Of course, calibrated monitor and advanced knowledge of Photoshop and Adjustment Layers and Input/Output profiles, automatic.

I'd like to see a feature similar to that cheesey VARIATIONS command inside of Photoshop, but where you could take the base image, and then load maybe six or eight different skin input profiles, and then see the effect that each of those profiles has on the image in front of you. Of course, every situation is different, but you could just roll the dice and preview the various skin profiles.

Of course, every face is not going to be perfectly brown. But every job does not afford budget or time for massive makeup situation on every subject. And even WITH makeup artist, many times, I'm still fighting that Yellow-to-Red transition, especially with Phase, even with NCC IP.

No Cheese and it works..
There is a formula.
Of course the end result is how "you" see it..

Do a search fro Skin tones by the Numbers.. Lee Varis has a great book you should read.. It is called SKIN!
Just what your talking about.

I put a dropper on the hight light (on the face), actually I put several in different locations and then you change the dropper tool to read out CYMK then by the number you can get the skin tone you want.
A perfect example and a base to go by is Even in RGB R should be more than G and G should be slightly more than B depending on how warm you want the skin tones to be.
It is juts to open and many people see things different but if you follow the numbers and trust them.. you really cannot go wrong. I mean the girl won't look like a green martian from another planet.
African Americans or "Black" Skins usually have a lot more Blue or Cyan to them.. Once you start getting it down it is really easy and a first step in my Post work.. I think anybody's post work really.. Should be!!
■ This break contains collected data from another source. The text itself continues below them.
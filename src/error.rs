//! Error types for LINE Messaging API calls.
//!
//! Every error raised by a call carries the request path it was raised for,
//! together with either the structured error body returned by the platform
//! or a freeform diagnostic message.

use http::StatusCode;
use serde::{Deserialize, Serialize};
use std::borrow::Cow;

/// Message used for every timed-out call.
pub const TIMEOUT_MESSAGE: &str = "Request Timeout";

/// Structured error body returned by the platform on non-2xx responses.
///
/// The schema is decoded on a best-effort basis: a body that does not
/// match it falls back to [`Error::Http`].
#[derive(Debug, Clone, PartialEq, Eq, Serialize, Deserialize)]
pub struct ErrorResponse {
    /// Human-readable summary of the failure.
    pub message: String,

    /// Per-field detail entries, if any.
    #[serde(default, skip_serializing_if = "Vec::is_empty")]
    pub details: Vec<ErrorDetail>,
}

/// A single field-level entry of an [`ErrorResponse`].
#[derive(Debug, Clone, PartialEq, Eq, Serialize, Deserialize)]
pub struct ErrorDetail {
    #[serde(default, skip_serializing_if = "Option::is_none")]
    pub message: Option<String>,
    #[serde(default, skip_serializing_if = "Option::is_none")]
    pub property: Option<String>,
}

/// The main error type for LINE Messaging API calls.
///
/// # Examples
///
/// ```no_run
/// use line_messaging::{Client, Error};
///
/// # async fn example() -> Result<(), Error> {
/// let client = Client::new("channel-access-token")?;
///
/// match client.get_profile("U4af4980629").await {
///     Ok(profile) => println!("Hello {}", profile.display_name),
///     Err(Error::Api { path, error, .. }) => {
///         eprintln!("{path} rejected: {}", error.message);
///         for detail in &error.details {
///             eprintln!("  {:?}: {:?}", detail.property, detail.message);
///         }
///     }
///     Err(e) if e.is_timeout() => eprintln!("timed out: {e}"),
///     Err(e) => eprintln!("other error: {e}"),
/// }
/// # Ok(())
/// # }
/// ```
#[derive(thiserror::Error, Debug)]
pub enum Error {
    /// A caller-supplied argument broke its contract. Raised before any network I/O.
    #[error("Invalid argument `{parameter}`: {reason}")]
    InvalidArgument {
        /// Name of the offending parameter
        parameter: &'static str,
        /// What was wrong with it
        reason: String,
    },

    /// An image upload named a format other than jpeg or png. Raised before any network I/O.
    #[error("{path}: {format} is not supported.")]
    UnsupportedImageFormat {
        /// The request path
        path: String,
        /// The rejected format name
        format: String,
    },

    /// The call did not complete within the configured timeout.
    #[error("{path}: Request Timeout")]
    Timeout {
        /// The request path
        path: String,
    },

    /// The call was aborted through the client's cancellation channel.
    #[error("{path}: Request Cancelled")]
    Cancelled {
        /// The request path
        path: String,
    },

    /// The platform answered with a non-2xx status and a decodable error body.
    #[error("{path}: {} (status {status})", .error.message)]
    Api {
        /// The request path
        path: String,
        /// The HTTP status code
        status: StatusCode,
        /// The decoded error body
        error: ErrorResponse,
    },

    /// The platform answered with a non-2xx status and a body that is not an
    /// [`ErrorResponse`].
    #[error("{path}: {message}")]
    Http {
        /// The request path
        path: String,
        /// The HTTP status code
        status: StatusCode,
        /// Synthesized message embedding the status code and reason phrase
        message: String,
    },

    /// A transport-level failure other than a timeout (DNS, TLS, connection reset, ...).
    #[error("{path}: Network error: {source}")]
    Network {
        /// The request path
        path: String,
        /// The underlying transport error
        #[source]
        source: reqwest::Error,
    },

    /// The request body could not be encoded as JSON.
    #[error("{path}: Failed to serialize request: {source}")]
    SerializationFailed {
        /// The request path
        path: String,
        /// The serde error
        #[source]
        source: serde_json::Error,
    },

    /// A 2xx response body could not be decoded into the requested type.
    #[error("{path}: Failed to deserialize response (status {status}): {serde_error}")]
    DeserializationFailed {
        /// The request path
        path: String,
        /// The HTTP status code
        status: StatusCode,
        /// The raw response body that failed to deserialize
        raw_response: String,
        /// The serde error message
        serde_error: String,
    },

    /// Invalid client configuration.
    #[error("Configuration error: {0}")]
    ConfigurationError(String),

    /// An invalid base URL was provided.
    #[error("Invalid URL: {0}")]
    InvalidUrl(#[from] url::ParseError),
}

impl Error {
    /// Returns the request path this error was raised for, if it came from a call.
    pub fn path(&self) -> Option<&str> {
        match self {
            Error::UnsupportedImageFormat { path, .. }
            | Error::Timeout { path }
            | Error::Cancelled { path }
            | Error::Api { path, .. }
            | Error::Http { path, .. }
            | Error::Network { path, .. }
            | Error::SerializationFailed { path, .. }
            | Error::DeserializationFailed { path, .. } => Some(path),
            Error::InvalidArgument { .. } | Error::ConfigurationError(_) | Error::InvalidUrl(_) => {
                None
            }
        }
    }

    /// Returns the message carried by this error, without the path prefix.
    ///
    /// For [`Error::Api`] this is the platform's own message.
    ///
    /// # Examples
    ///
    /// ```
    /// use line_messaging::Error;
    ///
    /// let err = Error::Timeout { path: "/v2/bot/message/push".to_string() };
    /// assert_eq!(err.message(), "Request Timeout");
    /// assert_eq!(err.path(), Some("/v2/bot/message/push"));
    /// ```
    pub fn message(&self) -> Cow<'_, str> {
        match self {
            Error::Timeout { .. } => Cow::Borrowed(TIMEOUT_MESSAGE),
            Error::Api { error, .. } => Cow::Borrowed(&error.message),
            Error::Http { message, .. } => Cow::Borrowed(message),
            Error::UnsupportedImageFormat { format, .. } => {
                Cow::Owned(format!("{format} is not supported."))
            }
            other => Cow::Owned(other.to_string()),
        }
    }

    /// Returns the structured error body, if the platform sent a decodable one.
    pub fn error_response(&self) -> Option<&ErrorResponse> {
        match self {
            Error::Api { error, .. } => Some(error),
            _ => None,
        }
    }

    /// Returns the HTTP status code if a response was received.
    pub fn status(&self) -> Option<StatusCode> {
        match self {
            Error::Api { status, .. }
            | Error::Http { status, .. }
            | Error::DeserializationFailed { status, .. } => Some(*status),
            _ => None,
        }
    }

    /// Returns `true` if the call failed because it ran past the configured timeout.
    pub fn is_timeout(&self) -> bool {
        matches!(self, Error::Timeout { .. })
    }

    /// Returns `true` for contract violations raised before any request was sent.
    pub fn is_contract_violation(&self) -> bool {
        matches!(
            self,
            Error::InvalidArgument { .. } | Error::UnsupportedImageFormat { .. }
        )
    }

    pub(crate) fn invalid_argument(parameter: &'static str, reason: impl Into<String>) -> Self {
        Error::InvalidArgument {
            parameter,
            reason: reason.into(),
        }
    }

    /// Translates a transport failure, folding timeouts into [`Error::Timeout`].
    pub(crate) fn from_transport(path: &str, source: reqwest::Error) -> Self {
        if source.is_timeout() {
            Error::Timeout {
                path: path.to_string(),
            }
        } else {
            Error::Network {
                path: path.to_string(),
                source,
            }
        }
    }

    /// Translates a non-2xx response body into an error.
    ///
    /// Falls back to a synthesized status/reason message when the body is not
    /// a decodable [`ErrorResponse`].
    pub(crate) fn from_status(path: &str, status: StatusCode, body: &str) -> Self {
        match serde_json::from_str::<ErrorResponse>(body) {
            Ok(error) => Error::Api {
                path: path.to_string(),
                status,
                error,
            },
            Err(_) => Error::Http {
                path: path.to_string(),
                status,
                message: format!(
                    "Error has occurred. Response StatusCode:{} ReasonPhrase:{}.",
                    status.as_u16(),
                    status.canonical_reason().unwrap_or_default()
                ),
            },
        }
    }
}

/// A specialized `Result` type for LINE Messaging API calls.
pub type Result<T> = std::result::Result<T, Error>;

#[cfg(test)]
mod tests {
    use super::*;

    #[test]
    fn test_structured_error_body_is_decoded() {
        let err = Error::from_status(
            "/v2/bot/message/reply",
            StatusCode::BAD_REQUEST,
            r#"{
                "message": "The request body has 1 error(s)",
                "details": [{"message": "May not be empty", "property": "messages[0].text"}]
            }"#,
        );

        let error = err.error_response().expect("structured body");
        assert_eq!(error.message, "The request body has 1 error(s)");
        assert_eq!(error.details.len(), 1);
        assert_eq!(error.details[0].property.as_deref(), Some("messages[0].text"));
        assert_eq!(err.path(), Some("/v2/bot/message/reply"));
        assert_eq!(err.status(), Some(StatusCode::BAD_REQUEST));
    }

    #[test]
    fn test_missing_details_defaults_to_empty() {
        let err = Error::from_status(
            "/p",
            StatusCode::UNAUTHORIZED,
            r#"{"message":"Authentication failed"}"#,
        );
        assert_eq!(err.message(), "Authentication failed");
        assert!(err.error_response().unwrap().details.is_empty());
    }

    #[test]
    fn test_undecodable_body_synthesizes_message() {
        let err = Error::from_status("/p", StatusCode::BAD_GATEWAY, "<html>oops</html>");
        assert!(err.error_response().is_none());
        assert_eq!(
            err.message(),
            "Error has occurred. Response StatusCode:502 ReasonPhrase:Bad Gateway."
        );

        // valid JSON, wrong shape
        let err = Error::from_status("/p", StatusCode::NOT_FOUND, "{}");
        assert!(matches!(err, Error::Http { .. }));
        assert!(err.message().contains("404"));
    }

    #[test]
    fn test_timeout_message_and_path() {
        let err = Error::Timeout {
            path: "/v2/bot/profile/U1".to_string(),
        };
        assert!(err.is_timeout());
        assert_eq!(err.message(), TIMEOUT_MESSAGE);
        assert_eq!(err.to_string(), "/v2/bot/profile/U1: Request Timeout");
    }

    #[test]
    fn test_contract_violations() {
        let err = Error::invalid_argument("message_id", "is empty");
        assert!(err.is_contract_violation());
        assert_eq!(err.path(), None);

        let err = Error::UnsupportedImageFormat {
            path: "/v2/bot/richmenu/r1/content".to_string(),
            format: "bmp".to_string(),
        };
        assert!(err.is_contract_violation());
        assert_eq!(err.message(), "bmp is not supported.");
    }
}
The Book by Lee Varis is a MUST if you do retouching and especially people retouching!

Do your self a favor and go get the book. Or you can do a search on Google= Skintones by the Numbers.. there should many thousands of Post that you can easily dig through.

Like you said most people in here are Not shooting Portrait and or Beauty /Fashion
So I doubt you will get much response.. atleast I am sure not better than mine.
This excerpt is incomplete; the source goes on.